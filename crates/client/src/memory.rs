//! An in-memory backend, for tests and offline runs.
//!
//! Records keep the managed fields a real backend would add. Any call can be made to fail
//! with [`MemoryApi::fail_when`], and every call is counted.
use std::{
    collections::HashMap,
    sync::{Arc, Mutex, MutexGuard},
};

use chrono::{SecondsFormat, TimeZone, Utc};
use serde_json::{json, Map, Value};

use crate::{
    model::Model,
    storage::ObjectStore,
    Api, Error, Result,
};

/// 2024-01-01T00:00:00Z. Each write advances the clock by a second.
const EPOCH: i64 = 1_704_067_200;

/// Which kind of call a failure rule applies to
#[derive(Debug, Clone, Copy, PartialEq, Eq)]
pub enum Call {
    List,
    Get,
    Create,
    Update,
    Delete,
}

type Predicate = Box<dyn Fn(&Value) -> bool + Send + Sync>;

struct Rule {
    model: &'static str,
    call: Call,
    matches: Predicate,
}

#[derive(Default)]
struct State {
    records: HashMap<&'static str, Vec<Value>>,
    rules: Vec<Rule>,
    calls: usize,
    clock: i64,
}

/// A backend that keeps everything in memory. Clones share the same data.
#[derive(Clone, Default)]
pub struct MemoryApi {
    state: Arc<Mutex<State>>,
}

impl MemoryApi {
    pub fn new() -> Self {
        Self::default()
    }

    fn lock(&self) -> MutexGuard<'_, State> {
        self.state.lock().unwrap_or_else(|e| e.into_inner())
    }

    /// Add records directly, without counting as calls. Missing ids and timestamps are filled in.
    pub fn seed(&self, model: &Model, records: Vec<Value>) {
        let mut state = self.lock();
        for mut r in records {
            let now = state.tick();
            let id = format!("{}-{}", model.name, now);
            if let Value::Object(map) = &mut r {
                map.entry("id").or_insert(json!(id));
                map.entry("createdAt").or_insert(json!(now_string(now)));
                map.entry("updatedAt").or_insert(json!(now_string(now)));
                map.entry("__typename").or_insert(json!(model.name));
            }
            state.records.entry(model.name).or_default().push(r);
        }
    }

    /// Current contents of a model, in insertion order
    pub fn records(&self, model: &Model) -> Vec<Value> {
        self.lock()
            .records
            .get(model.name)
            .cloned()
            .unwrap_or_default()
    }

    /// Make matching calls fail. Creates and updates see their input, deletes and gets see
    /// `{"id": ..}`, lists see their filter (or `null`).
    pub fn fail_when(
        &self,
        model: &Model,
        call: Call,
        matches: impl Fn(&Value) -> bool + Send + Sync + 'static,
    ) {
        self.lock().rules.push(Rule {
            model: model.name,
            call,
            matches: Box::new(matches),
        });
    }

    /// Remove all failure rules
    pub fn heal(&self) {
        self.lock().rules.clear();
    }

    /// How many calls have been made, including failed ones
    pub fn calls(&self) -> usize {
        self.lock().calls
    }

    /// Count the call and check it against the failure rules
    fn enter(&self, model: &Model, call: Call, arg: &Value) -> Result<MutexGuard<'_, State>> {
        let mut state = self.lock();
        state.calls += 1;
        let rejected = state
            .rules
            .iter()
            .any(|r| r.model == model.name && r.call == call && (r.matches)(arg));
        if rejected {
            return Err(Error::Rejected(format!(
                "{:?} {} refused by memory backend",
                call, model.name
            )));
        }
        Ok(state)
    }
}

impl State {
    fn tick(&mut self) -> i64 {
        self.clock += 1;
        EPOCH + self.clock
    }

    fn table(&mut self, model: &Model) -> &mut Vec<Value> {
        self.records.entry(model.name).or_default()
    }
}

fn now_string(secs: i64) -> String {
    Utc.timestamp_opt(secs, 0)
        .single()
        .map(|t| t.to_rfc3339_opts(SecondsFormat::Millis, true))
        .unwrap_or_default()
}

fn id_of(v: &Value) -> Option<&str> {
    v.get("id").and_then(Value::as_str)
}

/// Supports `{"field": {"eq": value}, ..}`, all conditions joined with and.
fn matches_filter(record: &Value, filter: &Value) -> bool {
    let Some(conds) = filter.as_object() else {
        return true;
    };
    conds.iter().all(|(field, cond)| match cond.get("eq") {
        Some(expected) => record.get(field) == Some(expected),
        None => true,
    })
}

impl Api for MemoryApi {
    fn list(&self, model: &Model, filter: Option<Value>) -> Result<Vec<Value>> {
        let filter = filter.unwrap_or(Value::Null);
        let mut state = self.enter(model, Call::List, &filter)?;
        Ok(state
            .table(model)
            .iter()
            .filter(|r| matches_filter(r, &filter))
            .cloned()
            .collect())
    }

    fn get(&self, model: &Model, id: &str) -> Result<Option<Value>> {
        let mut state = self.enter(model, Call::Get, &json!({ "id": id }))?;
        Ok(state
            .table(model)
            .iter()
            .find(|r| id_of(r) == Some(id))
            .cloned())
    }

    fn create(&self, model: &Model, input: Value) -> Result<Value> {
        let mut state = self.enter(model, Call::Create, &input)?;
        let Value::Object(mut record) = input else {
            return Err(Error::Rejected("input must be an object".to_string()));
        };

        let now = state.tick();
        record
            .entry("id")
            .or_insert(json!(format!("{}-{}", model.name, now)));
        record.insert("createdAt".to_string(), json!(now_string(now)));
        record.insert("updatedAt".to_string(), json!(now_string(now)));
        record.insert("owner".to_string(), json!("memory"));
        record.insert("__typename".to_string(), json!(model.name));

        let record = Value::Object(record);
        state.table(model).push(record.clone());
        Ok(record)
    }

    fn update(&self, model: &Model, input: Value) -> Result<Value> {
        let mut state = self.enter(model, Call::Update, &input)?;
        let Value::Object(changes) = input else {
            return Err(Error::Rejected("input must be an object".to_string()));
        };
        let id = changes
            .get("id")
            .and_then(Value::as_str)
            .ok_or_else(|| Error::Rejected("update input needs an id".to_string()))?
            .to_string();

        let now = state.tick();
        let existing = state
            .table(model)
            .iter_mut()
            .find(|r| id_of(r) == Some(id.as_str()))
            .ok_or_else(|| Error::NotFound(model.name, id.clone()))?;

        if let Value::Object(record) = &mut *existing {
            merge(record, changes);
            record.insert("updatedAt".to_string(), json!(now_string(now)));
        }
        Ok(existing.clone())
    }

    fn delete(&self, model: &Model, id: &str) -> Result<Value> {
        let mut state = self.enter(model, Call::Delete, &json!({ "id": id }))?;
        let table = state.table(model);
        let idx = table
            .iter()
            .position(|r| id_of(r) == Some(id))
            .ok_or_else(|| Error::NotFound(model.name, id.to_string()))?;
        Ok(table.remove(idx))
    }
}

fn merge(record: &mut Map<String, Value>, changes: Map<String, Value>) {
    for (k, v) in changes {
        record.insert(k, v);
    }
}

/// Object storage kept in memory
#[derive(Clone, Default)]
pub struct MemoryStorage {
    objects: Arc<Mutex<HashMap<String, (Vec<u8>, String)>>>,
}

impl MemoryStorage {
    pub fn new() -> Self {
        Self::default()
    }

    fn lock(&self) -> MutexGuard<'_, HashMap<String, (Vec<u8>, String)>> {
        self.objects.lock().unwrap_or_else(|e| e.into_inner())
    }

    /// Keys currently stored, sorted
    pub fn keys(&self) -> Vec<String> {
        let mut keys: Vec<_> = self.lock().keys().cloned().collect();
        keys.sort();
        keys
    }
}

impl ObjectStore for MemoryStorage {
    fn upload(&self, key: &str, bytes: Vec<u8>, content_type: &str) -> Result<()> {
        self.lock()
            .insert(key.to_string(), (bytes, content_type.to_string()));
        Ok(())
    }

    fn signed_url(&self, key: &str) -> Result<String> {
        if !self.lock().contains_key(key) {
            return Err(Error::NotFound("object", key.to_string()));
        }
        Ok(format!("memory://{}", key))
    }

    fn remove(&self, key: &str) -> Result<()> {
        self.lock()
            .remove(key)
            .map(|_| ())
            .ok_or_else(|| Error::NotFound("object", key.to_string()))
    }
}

#### [Activity]
Looking at the listing above, which lines hold "return"? Copy every such line.

#### [Answer section]
            return Err(Error::Rejected(format!(
        return true;
            return Err(Error::Rejected("input must be an object".to_string()));
            return Err(Error::Rejected("input must be an object".to_string()));
            return Err(Error::NotFound("object", key.to_string()));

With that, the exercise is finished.